Home > mailing lists
Re: improving GROUP BY estimation - Mailing list pgsql-hackers

From	Tomas Vondra
Subject	Re: improving GROUP BY estimation
Date	March 3, 2016 19:16:44
Msg-id	56D88D93.5000509@2ndquadrant.com Whole thread Raw
In response to	Re: improving GROUP BY estimation (Mark Dilger <hornschnorter@gmail.com>)
Responses	Re: improving GROUP BY estimation
List	pgsql-hackers
Tree view
Hi,

On 03/03/2016 06:40 PM, Mark Dilger wrote:
>
>> On Mar 3, 2016, at 8:35 AM, Tomas Vondra <tomas.vondra@2ndquadrant.com> wrote:
>>
>> Hi,
>>
>> On 03/03/2016 12:53 PM, Alexander Korotkov wrote:
>>> Hi, Tomas!
>>>
>>> I've assigned to review this patch.
>>>
>>> I've checked version estimate-num-groups-v2.txt by Mark Dilger.
>>> It applies to head cleanly, passes corrected regression tests.
>>>
>>> About correlated/uncorrelated cases. I think now optimizer mostly assumes
>>> all distributions to be independent. I think we should follow this
>>> assumption in this case also until we have fundamentally better option (like
>>> your multivariate statistics).
>>>
>>> @@ -3438,9 +3438,9 @@ estimate_num_groups(PlannerInfo *root, List *groupExprs,
>>> double input_rows,
>>> reldistinct = clamp;
>>>
>>> /*
>>> -* Multiply by restriction selectivity.
>>> +* Estimate number of distinct values expected in given number of rows.
>>> */
>>> -reldistinct *= rel->rows / rel->tuples;
>>> +reldistinct *= (1 - powl((reldistinct - 1) / reldistinct, rel->rows));
>>>
>>> /*
>>> * Update estimate of total distinct groups.
>>>
>>> I think we need way more explanation in comments here (possibly with
>>> external links). For now, it looks like formula which appears from nowhere.
>>
>> I thought the details (particularly the link to stackexchange, discussing
>> the formula) would be enough, but let me elaborate.
>>
>> The current formula
>>
>>     reldistinct *= rel->rows / rel->tuples;
>>
>> simply multiplies the ndistinct estimate with selectivity. So when you
>> select 1% of the table, the estimate says we'll see 1% of ndistinct
>> values. But clearly that's naive, because for example when you have 10k
>> distinct values and you select 10M rows, you should expect nearly all of
>> them in the sample.
>
> The current formula assumes total dependence between the columns.  You can
> create tables where this is true, and the formula gives precisely the right
> estimate.  I'm not claiming this is common, or that it should be the default
> assumption, but it is one end of the spectrum of possible correct
> estimates.

I'm not really sure what you mean by dependence between columns, as both the 
old and new formula only works with total cardinality and selectivity, and has 
absolutely no idea about multiple columns.
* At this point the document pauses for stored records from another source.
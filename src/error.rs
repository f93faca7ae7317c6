//! Error types for the `shotalign` crate.
//!
//! This module defines [`ShotAlignError`], the unified error type returned by
//! all fallible operations in the crate. Errors carry the source identity and
//! the offending frame indices so a failure can be diagnosed from the message
//! alone.

use std::{io::Error as IoError, path::PathBuf};

use ffmpeg_next::Error as FfmpegError;
use image::ImageError;
use serde_json::Error as JsonError;
use thiserror::Error;

use crate::source::AlignmentMode;

/// The unified error type for all `shotalign` operations.
///
/// Some variants are fatal to a whole sampling attempt ([`EmptyRange`],
/// [`EmptyDomain`]), some only to one source ([`InvalidClockRate`],
/// [`DecoderUnavailable`]), and some are soft and only cause one frame to be
/// skipped ([`NoValidFrames`], [`MalformedHistoryFilename`]).
///
/// [`EmptyRange`]: ShotAlignError::EmptyRange
/// [`EmptyDomain`]: ShotAlignError::EmptyDomain
/// [`InvalidClockRate`]: ShotAlignError::InvalidClockRate
/// [`DecoderUnavailable`]: ShotAlignError::DecoderUnavailable
/// [`NoValidFrames`]: ShotAlignError::NoValidFrames
/// [`MalformedHistoryFilename`]: ShotAlignError::MalformedHistoryFilename
#[derive(Debug, Error)]
#[non_exhaustive]
pub enum ShotAlignError {
    /// A reference or source frame rate is zero, negative, or not finite.
    #[error(
        "Invalid clock rate for source '{identity}': reference {reference_fps} fps, source {source_fps} fps"
    )]
    InvalidClockRate {
        /// Identity of the source whose rates were rejected.
        identity: String,
        /// The reference clock rate.
        reference_fps: f64,
        /// The source clock rate.
        source_fps: f64,
    },

    /// A frame-rate string could not be parsed.
    #[error("Invalid frame rate: {0:?}")]
    InvalidFrameRate(String),

    /// The sampling sub-range is empty after clamping to the video length.
    #[error("Empty sampling range: start ({start}) must be less than end ({end})")]
    EmptyRange {
        /// Effective (clamped) start of the range.
        start: u64,
        /// Effective (clamped) end of the range, exclusive.
        end: u64,
    },

    /// The reference video has no frames to sample from.
    #[error("Reference video has no frames")]
    EmptyDomain,

    /// Every candidate of a tolerance window lies outside the source.
    #[error(
        "No valid frames around source frame {source_frame} (tolerance {tolerance}, source has {total_frames} frames)"
    )]
    NoValidFrames {
        /// The aligned source frame the window was centred on.
        source_frame: i64,
        /// Frames captured on each side.
        tolerance: u32,
        /// Number of frames in the source.
        total_frames: u64,
    },

    /// The decoder could not open a source.
    #[error("Decoder unavailable for {path}: {reason}")]
    DecoderUnavailable {
        /// Path handed to the decoder.
        path: PathBuf,
        /// Underlying reason the open failed.
        reason: String,
    },

    /// A single frame could not be decoded.
    #[error("Failed to decode frame {frame_number}: {reason}")]
    DecodeFailure {
        /// The source frame that was requested.
        frame_number: u64,
        /// Underlying reason.
        reason: String,
    },

    /// The file does not contain a video stream.
    #[error("No video stream found in file")]
    NoVideoStream,

    /// The requested frame number exceeds the total frame count.
    #[error("Frame {frame_number} is out of range (video has {total_frames} frames)")]
    FrameOutOfRange {
        /// The frame number that was requested.
        frame_number: u64,
        /// The total number of frames in the video.
        total_frames: u64,
    },

    /// A file in an output directory does not follow the screenshot naming
    /// scheme.
    #[error("Malformed screenshot filename: {0}")]
    MalformedHistoryFilename(String),

    /// No filter-pipeline adapter is registered for an alignment mode.
    #[error("No reconciler registered for alignment mode {mode}")]
    ReconcilerUnavailable {
        /// The mode that was requested.
        mode: AlignmentMode,
    },

    /// A history entry was requested by a label the store does not know.
    #[error("Unknown history entry: {0}")]
    UnknownHistoryEntry(String),

    /// A history ledger or sources manifest is not valid JSON.
    #[error("JSON error: {0}")]
    Json(#[from] JsonError),

    /// An error originating from the FFmpeg libraries.
    #[error("FFmpeg error: {0}")]
    FfmpegError(String),

    /// An I/O error occurred while reading or writing files.
    #[error("I/O error: {0}")]
    IoError(#[from] IoError),

    /// An error from the `image` crate while writing a screenshot.
    #[error("Image processing error: {0}")]
    ImageError(#[from] ImageError),

    /// The operation was cancelled via a [`CancellationToken`](crate::CancellationToken).
    #[error("Operation cancelled")]
    Cancelled,
}

impl From<FfmpegError> for ShotAlignError {
    fn from(error: FfmpegError) -> Self {
        ShotAlignError::FfmpegError(error.to_string())
    }
}

impl ShotAlignError {
    /// Returns `true` for conditions that only skip one frame of one source.
    pub fn is_soft(&self) -> bool {
        matches!(
            self,
            ShotAlignError::NoValidFrames { .. } | ShotAlignError::MalformedHistoryFilename(_)
        )
    }
}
In case you mean dependence between columns in the GROUP BY and columns used to 
compute the selectivity (i.e. referenced in WHERE), then perhaps you could say 
it like that, although I think there's no such explicit assumption.

>
>> And that's what the formula does - it gives you the expected number of
>> distinct values, when selecting 'k' values from 'd' distinct values with
>> replacements:
>>
>>     count(k, d) = d * (1 - ((d-1)/d) ^ k)
>>
>> It's assuming the distinct values are equally probable (uniform
>> distribution) and that the probabilities do not change (that's the "with
>> replacement").
>
> The new formula assumes total independence between the columns. You can
> likewise create tables where this is true, and you did so upthread, and for
> those tables it gives precisely the right estimate. This is the other end of
> the spectrum of possible correct estimates.
>
> In the absence of multivariate statistics, either because you haven't
> committed that work yet, or because the multivariate data the planner needs
> hasn't been collected, choosing an estimate exactly in the middle of the
> spectrum (whatever that would mean mathematically) would minimize the
> maximum possible error in the estimate.
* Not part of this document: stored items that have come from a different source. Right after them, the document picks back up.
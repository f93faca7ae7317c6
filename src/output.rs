//! Output directory layout.
//!
//! Screenshots of each run go into their own timestamped directory under an
//! [`OutputRoot`]. The root is passed explicitly wherever it is needed, so
//! several comparison projects can live side by side.

use std::{
    fs,
    path::{Path, PathBuf},
};

use chrono::{DateTime, Local};

use crate::error::ShotAlignError;

/// Format of run directory names, e.g. `20240131_235959`.
pub const RUN_DIRECTORY_FORMAT: &str = "%Y%m%d_%H%M%S";

/// A directory holding one subdirectory per sampling run.
#[derive(Debug, Clone, PartialEq, Eq)]
pub struct OutputRoot {
    root: PathBuf,
}

impl OutputRoot {
    /// Use `root` as the screenshots directory. Nothing is created yet.
    pub fn new<P: AsRef<Path>>(root: P) -> Self {
        Self {
            root: root.as_ref().to_path_buf(),
        }
    }

    pub fn path(&self) -> &Path {
        &self.root
    }

    /// Create the directory for a run started at `started_at`.
    ///
    /// If a directory for the same second already exists, a numeric suffix is
    /// appended so two runs never share one directory.
    pub fn create_run_directory(
        &self,
        started_at: &DateTime<Local>,
    ) -> Result<PathBuf, ShotAlignError> {
        fs::create_dir_all(&self.root)?;

        let base_name = started_at.format(RUN_DIRECTORY_FORMAT).to_string();
        let mut candidate = self.root.join(&base_name);
        let mut suffix = 1;
        while candidate.exists() {
            candidate = self.root.join(format!("{base_name}_{suffix}"));
            suffix += 1;
        }

        fs::create_dir(&candidate)?;
        log::debug!("Created run directory {}", candidate.display());
        Ok(candidate)
    }

    /// Names of all run directories, sorted.
    ///
    /// A missing root yields an empty list.
    pub fn run_directories(&self) -> Result<Vec<String>, ShotAlignError> {
        if !self.root.exists() {
            return Ok(Vec::new());
        }

        let mut names = Vec::new();
        for entry in fs::read_dir(&self.root)? {
            let entry = entry?;
            if entry.file_type()?.is_dir() {
                names.push(entry.file_name().to_string_lossy().into_owned());
            }
        }
        names.sort();
        Ok(names)
    }

    /// File names directly inside the run directory `folder`.
    pub fn list_files(&self, folder: &str) -> Result<Vec<String>, ShotAlignError> {
        let mut names = Vec::new();
        for entry in fs::read_dir(self.root.join(folder))? {
            let entry = entry?;
            if entry.file_type()?.is_file() {
                names.push(entry.file_name().to_string_lossy().into_owned());
            }
        }
        Ok(names)
    }

    /// Whether the run directory `folder` still exists.
    pub fn contains(&self, folder: &str) -> bool {
        self.root.join(folder).is_dir()
    }
}

#[cfg(test)]
mod tests {
    use chrono::TimeZone;

    use super::*;

    #[test]
    fn run_directories_are_timestamped_and_unique() {
        let directory = tempfile::tempdir().expect("Failed to create temp dir");
        let root = OutputRoot::new(directory.path().join("screenshots"));
        let started_at = Local.with_ymd_and_hms(2024, 1, 31, 23, 59, 58).unwrap();

        let first = root.create_run_directory(&started_at).unwrap();
        let second = root.create_run_directory(&started_at).unwrap();

        assert!(first.ends_with("20240131_235958"));
        assert!(second.ends_with("20240131_235958_1"));
        assert_eq!(
            root.run_directories().unwrap(),
            vec!["20240131_235958".to_string(), "20240131_235958_1".to_string()]
        );
    }

    #[test]
    fn missing_root_has_no_runs() {
        let directory = tempfile::tempdir().expect("Failed to create temp dir");
        let root = OutputRoot::new(directory.path().join("absent"));
        assert!(root.run_directories().unwrap().is_empty());
        assert!(!root.contains("20240101_000000"));
    }

    #[test]
    fn lists_only_files() {
        let directory = tempfile::tempdir().expect("Failed to create temp dir");
        let root = OutputRoot::new(directory.path());
        fs::create_dir_all(directory.path().join("run/nested")).unwrap();
        fs::write(directory.path().join("run/000001_000001_A.png"), b"").unwrap();

        assert_eq!(root.list_files("run").unwrap(), vec!["000001_000001_A.png".to_string()]);
    }
}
FWIW the current version of multivariate statistics can't really help in this 
case. Perhaps it will help in the future, but it's way more complicated that it 
might seem as it requires transferring information from the WHERE clause to the 
GROUP BY clause.

>
> I have the sense that my point of view is in the minority, because the
> expectation is the problems caused by independence assumptions will only be
> fixed when multivariate statistics are implemented and available, and so we
> should just keep the independence assumptions everywhere until that time. I
>  tend to disagree with that, on the grounds that even when that work is
> finished, we'll never have complete coverage of every possible set of
> columns and what their degree of dependence is.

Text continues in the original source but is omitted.